The Hussaini lab uses the proprietary TINT software from Axona to analyze extracellular electrophysiology data. While we are already able to read various data formats from Axona (`raw` data or `unit` data) into spikeinterface, perform preprocessing, spike sorting and export the data to NWB, we also want to allow to export data to the TINT format. 

The TINT format is essentially the same as the `unit` data, including `.X` and `.pos` files, but also `.cut` or `.clu`. The latter two contain information about the spike sorted units.

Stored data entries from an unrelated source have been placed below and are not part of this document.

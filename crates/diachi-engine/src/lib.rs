//! # diachi-engine
//!
//! The five-phase Vietnamese address matching pipeline.
//!
//! This crate provides:
//! - The in-memory [`ReferenceStore`] over the administrative hierarchy,
//!   abbreviation dictionary, and optional migration map
//! - The [`TokenIndex`] that bounds fuzzy-search cost
//! - The phase implementations: normalization, potential extraction,
//!   candidate assembly, ranking, and residual postprocessing
//! - [`AddressPipeline`], the orchestrator tying them together
//!
//! ## Example
//!
//! ```rust,ignore
//! use std::sync::Arc;
//! use diachi_core::{EngineConfig, ParseRequest};
//! use diachi_db::Database;
//! use diachi_engine::{AddressPipeline, ReferenceStore};
//!
//! #[tokio::main]
//! async fn main() -> Result<(), Box<dyn std::error::Error>> {
//!     let db = Database::connect("sqlite:data/address.db").await?;
//!     let config = EngineConfig::from_env();
//!     let store = Arc::new(ReferenceStore::load(&db, config.abbreviation_cache_size).await?);
//!     let pipeline = AddressPipeline::new(store, config);
//!
//!     let result = pipeline
//!         .parse(&ParseRequest::new("P. Điện Biên, Q. Ba Đình, HN"))
//!         .await;
//!     println!("{:?} ({:.2})", result.province, result.confidence);
//!     Ok(())
//! }
//! ```

pub mod assemble;
pub mod extract;
pub mod normalize;
pub mod pipeline;
pub mod rank;
pub mod residual;
pub mod scoring;
pub mod store;
pub mod token_index;

// Re-export core types
pub use diachi_core::*;

pub use assemble::{assemble_candidates, combined_confidence, AssembleOutcome};
pub use extract::{extract_potentials, Potentials};
pub use normalize::{
    fold_diacritics, is_admin_keyword, normalize_hint, normalize_with_alignment, NormalizeCache,
    NormalizedAddress, RawToken, ADMIN_KEYWORDS,
};
pub use pipeline::AddressPipeline;
pub use rank::{apply_low_confidence_floor, confidence, rank_candidates};
pub use residual::{candidate_spans, extract_residual, quality_flag};
pub use scoring::{ensemble_score, levenshtein_normalized, token_sort_ratio};
pub use store::ReferenceStore;
pub use token_index::TokenIndex;
#[cfg(test)]
mod tests {
    use super::*;

    fn division(
        id: i64,
        province: (&str, &str, &str),
        district: (&str, &str, &str),
        ward: (&str, &str, &str),
    ) -> AdminDivision {
        AdminDivision {
            id,
            province_full: format!("{} {}", province.1, province.0),
            province_prefix: province.1.to_string(),
            province_name: province.0.to_string(),
            province_name_normalized: province.2.to_string(),
            province_full_normalized: String::new(),
            district_full: format!("{} {}", district.1, district.0),
            district_prefix: district.1.to_string(),
            district_name: district.0.to_string(),
            district_name_normalized: district.2.to_string(),
            ward_full: format!("{} {}", ward.1, ward.0),
            ward_prefix: ward.1.to_string(),
            ward_name: ward.0.to_string(),
            ward_name_normalized: ward.2.to_string(),
        }
    }

    fn store() -> ReferenceStore {
        let rows = vec![
            division(
                1,
                ("Hà Nội", "Thành phố", "ha noi"),
                ("Ba Đình", "Quận", "ba dinh"),
                ("Điện Biên", "Phường", "dien bien"),
            ),
            division(
                2,
                ("Hà Nội", "Thành phố", "ha noi"),
                ("Cầu Giấy", "Quận", "cau giay"),
                ("Trung Hòa", "Phường", "trung hoa"),
            ),
            division(
                3,
                ("Hồ Chí Minh", "Thành phố", "ho chi minh"),
                ("8", "Quận", "8"),
                ("4", "Phường", "04"),
            ),
        ];
        let abbreviations = vec![
            Abbreviation {
                key: "hn".to_string(),
                word: "ha noi".to_string(),
                province_context: None,
                district_context: None,
            },
            Abbreviation {
                key: "db".to_string(),
                word: "doan bo".to_string(),
                province_context: None,
                district_context: None,
            },
            Abbreviation {
                key: "db".to_string(),
                word: "dien bien".to_string(),
                province_context: Some("ha noi".to_string()),
                district_context: Some("ba dinh".to_string()),
            },
        ];
        let migrations = vec![MigrationEntry {
            old_province: "ha tay".to_string(),
            old_district: "ha dong".to_string(),
            old_ward: "van quan".to_string(),
            new_province: "ha noi".to_string(),
            new_district: "ha dong".to_string(),
            new_ward: "van quan".to_string(),
        }];
        ReferenceStore::from_parts(rows, abbreviations, migrations, 16).unwrap()
    }

    #[test]
    fn empty_rows_rejected() {
        let err = ReferenceStore::from_parts(Vec::new(), Vec::new(), Vec::new(), 16);
        assert!(err.is_err());
    }

    #[test]
    fn leading_zeros_stripped_on_load() {
        let store = store();
        assert!(store.validate_triple(Some("ho chi minh"), Some("8"), Some("4")));
        assert!(!store.validate_triple(Some("ho chi minh"), Some("8"), Some("04")));
    }

    #[test]
    fn candidates_in_scope_uses_indexes() {
        let store = store();
        assert_eq!(store.candidates_in_scope(None, None).len(), 3);
        assert_eq!(store.candidates_in_scope(Some("ha noi"), None).len(), 2);
        assert_eq!(
            store
                .candidates_in_scope(Some("ha noi"), Some("ba dinh"))
                .len(),
            1
        );
        assert!(store.candidates_in_scope(Some("da nang"), None).is_empty());
    }

    #[test]
    fn validate_triple_wildcards() {
        let store = store();
        assert!(store.validate_triple(None, None, None));
        assert!(store.validate_triple(Some("ha noi"), None, Some("trung hoa")));
        assert!(!store.validate_triple(Some("ha noi"), Some("ba dinh"), Some("trung hoa")));
        assert!(!store.validate_triple(Some("atlantis"), None, None));
    }

    #[test]
    fn abbreviation_precedence() {
        let store = store();
        // Global meaning everywhere.
        assert_eq!(store.lookup_abbreviation("db", None, None), Some("doan bo"));
        // District-scoped meaning wins inside its scope.
        assert_eq!(
            store.lookup_abbreviation("db", Some("ha noi"), Some("ba dinh")),
            Some("dien bien")
        );
        // Outside the district the global meaning still applies.
        assert_eq!(
            store.lookup_abbreviation("db", Some("ha noi"), Some("cau giay")),
            Some("doan bo")
        );
        assert_eq!(store.lookup_abbreviation("zz", None, None), None);
    }

    #[test]
    fn scope_mapping_is_cached() {
        let store = store();
        let first = store.abbreviations_in_scope(Some("ha noi"), Some("ba dinh"));
        let second = store.abbreviations_in_scope(Some("ha noi"), Some("ba dinh"));
        assert!(Arc::ptr_eq(&first, &second));
        assert_eq!(first.get("db").map(String::as_str), Some("dien bien"));
    }

    #[test]
    fn migration_lookup() {
        let store = store();
        let rewritten = store.migrate_triple("ha tay", "ha dong", "van quan").unwrap();
        assert_eq!(rewritten.0, "ha noi");
        assert!(store.migrate_triple("ha noi", "ba dinh", "dien bien").is_none());
    }

    #[test]
    fn district_inference_unique_only() {
        let store = store();
        assert_eq!(
            store.district_for_ward("ha noi", "dien bien").as_deref(),
            Some("ba dinh")
        );
        assert_eq!(store.district_for_ward("ha noi", "nowhere"), None);
    }

    #[test]
    fn display_names_numeric_keeps_prefix() {
        let store = store();
        let (p, d, w) = store.display_names(Some("ho chi minh"), Some("8"), Some("4"));
        assert_eq!(p.as_deref(), Some("Hồ Chí Minh"));
        assert_eq!(d.as_deref(), Some("Quận 8"));
        assert_eq!(w.as_deref(), Some("Phường 4"));

        let (p, d, w) = store.display_names(Some("ha noi"), Some("ba dinh"), Some("dien bien"));
        assert_eq!(p.as_deref(), Some("Hà Nội"));
        assert_eq!(d.as_deref(), Some("Ba Đình"));
        assert_eq!(w.as_deref(), Some("Điện Biên"));
    }

    #[test]
    fn display_names_without_province() {
        let store = store();
        let (p, d, w) = store.display_names(None, Some("cau giay"), None);
        assert_eq!(p, None);
        assert_eq!(d.as_deref(), Some("Cầu Giấy"));
        assert_eq!(w, None);
    }

    #[test]
    fn ward_parent_inference() {
        let store = store();
        assert_eq!(
            store.parents_for_ward("dien bien"),
            Some(("ha noi".to_string(), "ba dinh".to_string()))
        );
        assert_eq!(store.parents_for_ward("nowhere"), None);
    }
}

The conversion can be facilitated by using the existing tools from the Hussaini lab, which [convert `.bin` data to `.X` and `.pos`](https://github.com/HussainiLab/BinConverter/blob/master/BinConverter/core/ConversionFunctions.py). Some of this code is only relevant for using the GUI, which did not work for me. I cleared out GUI code and ran a conversion from `.bin` to `.X` and `.pos` in this notebook: [explore_hussaini_tools.ipynb](https://github.com/sbuergers/hussaini-lab-to-nwb-notebooks/blob/master/explore_hussaini_tools.ipynb).

They also already wrote a [`write_cut()`](https://github.com/GeoffBarrett/gebaSpike/blob/967097ec28592182ef9783d2d391930e1c63ca58/gebaSpike/core/writeCut.py) function.

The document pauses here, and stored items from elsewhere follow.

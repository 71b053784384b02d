//! Candidate assembly behavior over the fixture hierarchy.

use std::sync::Arc;

use diachi_core::{
    AdminLevel, CandidateSource, EngineConfig, Potential, PotentialSource, Span,
};
use diachi_db::test_fixtures::TestDatabase;
use diachi_engine::{assemble_candidates, Potentials, ReferenceStore};

async fn fixture_store() -> Arc<ReferenceStore> {
    let test_db = TestDatabase::seeded().await;
    let config = EngineConfig::default();
    Arc::new(
        ReferenceStore::load(&test_db.db, config.abbreviation_cache_size)
            .await
            .expect("fixture store"),
    )
}

fn pot(level: AdminLevel, name: &str, score: f64, span: (usize, usize)) -> Potential {
    Potential {
        level,
        canonical_name: name.to_string(),
        span: Span::new(span.0, span.1),
        raw_score: score,
        adjusted_score: score,
        source: PotentialSource::Exact,
        keyword_context: false,
    }
}

#[tokio::test]
async fn numeric_ward_ties_within_band_are_retained() {
    let store = fixture_store().await;
    let config = EngineConfig::default();

    let potentials = Potentials {
        provinces: vec![pot(AdminLevel::Province, "ho chi minh", 1.0, (4, 7))],
        districts: vec![pot(AdminLevel::District, "8", 1.0, (3, 4))],
        wards: vec![
            pot(AdminLevel::Ward, "4", 0.98, (1, 2)),
            pot(AdminLevel::Ward, "5", 0.95, (2, 3)),
        ],
        streets: Vec::new(),
    };

    let outcome =
        assemble_candidates(&store, &config, &potentials, None, None, "", None).await;

    let ward_4 = outcome
        .candidates
        .iter()
        .find(|c| c.ward.as_deref() == Some("4"))
        .expect("ward 4 candidate");
    let ward_5 = outcome
        .candidates
        .iter()
        .find(|c| c.ward.as_deref() == Some("5"))
        .expect("ward 5 candidate retained");

    assert_eq!(ward_4.source, CandidateSource::Local);
    // Within the 0.05 band of the best numeric ward: kept for the ranker,
    // marked as a disambiguation alternative.
    assert_eq!(ward_5.source, CandidateSource::Disambiguation);
}

#[tokio::test]
async fn numeric_ward_outside_band_is_plain_local() {
    let store = fixture_store().await;
    let config = EngineConfig::default();

    let potentials = Potentials {
        provinces: vec![pot(AdminLevel::Province, "ho chi minh", 1.0, (4, 7))],
        districts: vec![pot(AdminLevel::District, "8", 1.0, (3, 4))],
        wards: vec![
            pot(AdminLevel::Ward, "4", 1.0, (1, 2)),
            pot(AdminLevel::Ward, "5", 0.85, (2, 3)),
        ],
        streets: Vec::new(),
    };

    let outcome =
        assemble_candidates(&store, &config, &potentials, None, None, "", None).await;

    let ward_5 = outcome
        .candidates
        .iter()
        .find(|c| c.ward.as_deref() == Some("5"))
        .expect("ward 5 candidate");
    assert_eq!(ward_5.source, CandidateSource::Local);
}

#[tokio::test]
async fn legacy_triple_rewritten_before_validation() {
    let store = fixture_store().await;
    let config = EngineConfig::default();

    // "ha tay / ha dong / van quan" no longer exists; the migration map
    // carries it to Hà Nội. Without the rewrite this combination would be
    // pruned as an invalid hierarchy.
    let potentials = Potentials {
        provinces: vec![pot(AdminLevel::Province, "ha tay", 1.0, (2, 4))],
        districts: vec![pot(AdminLevel::District, "ha dong", 1.0, (1, 2))],
        wards: vec![pot(AdminLevel::Ward, "van quan", 1.0, (0, 1))],
        streets: Vec::new(),
    };

    let outcome =
        assemble_candidates(&store, &config, &potentials, None, None, "", None).await;

    let rewritten = outcome
        .candidates
        .iter()
        .find(|c| c.ward.as_deref() == Some("van quan") && c.province.as_deref() == Some("ha noi"))
        .expect("rewritten candidate");
    assert!(rewritten.hierarchy_valid);
    assert!(!outcome
        .candidates
        .iter()
        .any(|c| c.province.as_deref() == Some("ha tay")));
}

#[tokio::test]
async fn ward_only_potential_pulls_unique_parents() {
    let store = fixture_store().await;
    let config = EngineConfig::default();

    let potentials = Potentials {
        provinces: Vec::new(),
        districts: Vec::new(),
        wards: vec![pot(AdminLevel::Ward, "dien bien", 1.0, (0, 2))],
        streets: Vec::new(),
    };

    let outcome =
        assemble_candidates(&store, &config, &potentials, None, None, "", None).await;

    let full = outcome
        .candidates
        .iter()
        .find(|c| c.ward.as_deref() == Some("dien bien"))
        .expect("inferred candidate");
    assert_eq!(full.province.as_deref(), Some("ha noi"));
    assert_eq!(full.district.as_deref(), Some("ba dinh"));
    assert_eq!(full.at_rule(), 3);
}

#[tokio::test]
async fn impossible_combinations_are_pruned() {
    let store = fixture_store().await;
    let config = EngineConfig::default();

    // "ben nghe" belongs to Hồ Chí Minh; combined with Hà Nội it must
    // never survive.
    let potentials = Potentials {
        provinces: vec![pot(AdminLevel::Province, "ha noi", 1.0, (2, 4))],
        districts: Vec::new(),
        wards: vec![pot(AdminLevel::Ward, "ben nghe", 1.0, (0, 2))],
        streets: Vec::new(),
    };

    let outcome =
        assemble_candidates(&store, &config, &potentials, None, None, "", None).await;

    assert!(!outcome.candidates.iter().any(|c| {
        c.province.as_deref() == Some("ha noi") && c.ward.as_deref() == Some("ben nghe")
    }));
    // The ward-only interpretation still resolves through its real parents.
    assert!(outcome.candidates.iter().any(|c| {
        c.province.as_deref() == Some("ho chi minh") && c.ward.as_deref() == Some("ben nghe")
    }));
}

#[tokio::test]
async fn display_names_attached_from_store() {
    let store = fixture_store().await;
    let config = EngineConfig::default();

    let potentials = Potentials {
        provinces: vec![pot(AdminLevel::Province, "ho chi minh", 1.0, (3, 6))],
        districts: vec![pot(AdminLevel::District, "8", 1.0, (2, 3))],
        wards: vec![pot(AdminLevel::Ward, "4", 1.0, (1, 2))],
        streets: Vec::new(),
    };

    let outcome =
        assemble_candidates(&store, &config, &potentials, None, None, "", None).await;

    let best = outcome
        .candidates
        .iter()
        .find(|c| c.at_rule() == 3)
        .expect("full candidate");
    assert_eq!(best.province_display.as_deref(), Some("Hồ Chí Minh"));
    assert_eq!(best.district_display.as_deref(), Some("Quận 8"));
    assert_eq!(best.ward_display.as_deref(), Some("Phường 4"));
}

We can test our solutions by reading data with these [Hussaini lab tools](https://github.com/HussainiLab/BinConverter/blob/master/BinConverter/core/Tint_Matlab.py). 

<a id='index'></a>
## Index

* [Testing functions](#testing_functions)
* [Hussaini-lab functions](#hussaini-lab_functions)
* [Convert Recording Extractor to TINT](#Convert_recording_extractor_to_tint)
* [Convert Sorting Extractor to TINT](#Convert_sorting_extractor_to_tint)

In [1]:
import sys
import os
from pathlib import Path
import numpy as np
import matplotlib
import matplotlib.pyplot as plt
plt.rcParams["figure.figsize"] = (16, 8)
plt.rcParams.update({'font.size':14})
%matplotlib inline

import spikeextractors as se

print(sys.version, sys.platform, sys.executable)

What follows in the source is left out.